Example With a Loop:

Let’s refactor (rewrite with intention of improving or streamlining) our code with a For Loop. The first step is to find a part of our code that repeats.

Looking at the example, there are two parts that are repeating with a steady increment: the x1 value and the x2 value. The y1 and y2 values remain the same throughout the entire process since the lines are being drawn from the top of the canvas (y = 0) to the bottom (y = height).

The only values that are changing are the x values for each line since the line is shifting horizontally across the canvas.

function setup() { createCanvas(400,400); } function draw() { background(50); for (let xPosition = 10; xPosition < width; xPosition += 10) { // set the stroke color for the lines stroke(color(255,0,100)); // since the xPosition increments by 10, the x values in each line can be replaced by xPosition line(xPosition, 0, xPosition, height); } }
Code language: JavaScript (javascript)

The code is now much more efficient! Let’s break down the code.

In the previous sketch, the line was spaced 10 pixels apart. Remember that the syntax for line(x1, y1, x2, y2);  The loop draws vertical lines from the top to the bottom of the canvas and then moves the lines across the page, so the x1 and x2 were 10 pixels apart so
this is set as the value for the iterator.

You can use whatever variable name you like for the iterator. In this example, it makes sense to name it something that represents what it’s doing.

This is where the first line will begin, at x = 10 on the canvas. The loop will continue as long as xPosition < width.

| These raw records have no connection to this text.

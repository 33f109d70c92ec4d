// This Source Code Form is subject to the terms of the Mozilla Public
// License, v. 2.0. If a copy of the MPL was not distributed with this
// file, You can obtain one at https://mozilla.org/MPL/2.0/.

//! Error types for document model operations.

use crate::keys::ElementId;
use crate::parameters::BuiltInParameter;

/// Result type alias for document model operations.
pub type Result<T> = std::result::Result<T, Error>;

/// Errors that can occur while querying or mutating documents.
#[derive(Debug, thiserror::Error)]
pub enum Error {
    /// A referenced document was not found in the application.
    #[error("document not found")]
    DocumentNotFound,

    /// A referenced element was not found in the document's arena.
    #[error("element not found: {0:?}")]
    ElementNotFound(ElementId),

    /// An element exists but is not of the expected category.
    #[error("element {0:?} is not a {1}")]
    WrongCategory(ElementId, &'static str),

    /// A named parameter lookup failed on a symbol or instance.
    #[error("parameter not found on element {element:?}: {name}")]
    ParameterNotFound {
        element: ElementId,
        name: String,
    },

    /// A built-in parameter is not present on the element.
    #[error("built-in parameter {param:?} not present on element {element:?}")]
    BuiltInNotFound {
        element: ElementId,
        param: BuiltInParameter,
    },

    /// A parameter holds a value of the wrong kind (e.g. text where a
    /// length is required).
    #[error("parameter {name} on element {element:?} is not a length")]
    ParameterType {
        element: ElementId,
        name: String,
    },

    /// A family symbol must be activated before instances can be placed.
    #[error("family symbol {0:?} is not active")]
    SymbolNotActive(ElementId),
}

Since the goal is to draw the vertical lines all the way across the canvas, the loop will only end once reaching the canvas width.

The increment xPosition += 10, adds 10 to the value of xPosition each time. Experiment with changing this value and see what happens!

Activity: Make Some Loops!

Let’s test your looping skills! The above example drew a grid of vertical lines spanning the width of the canvas. Your goal is to write a loop that draws a series of horizontal lines (or ellipses!) across the canvas. Experimenting with these values can come up with some very interesting sketches!

Bonus Challenge: If you’re up for a challenge, you can nest loops together. This means having a loop inside of another loop! Think about how you would need to structure this.

The best way to refine this skill is to practice. Have fun drawing some fun interactions.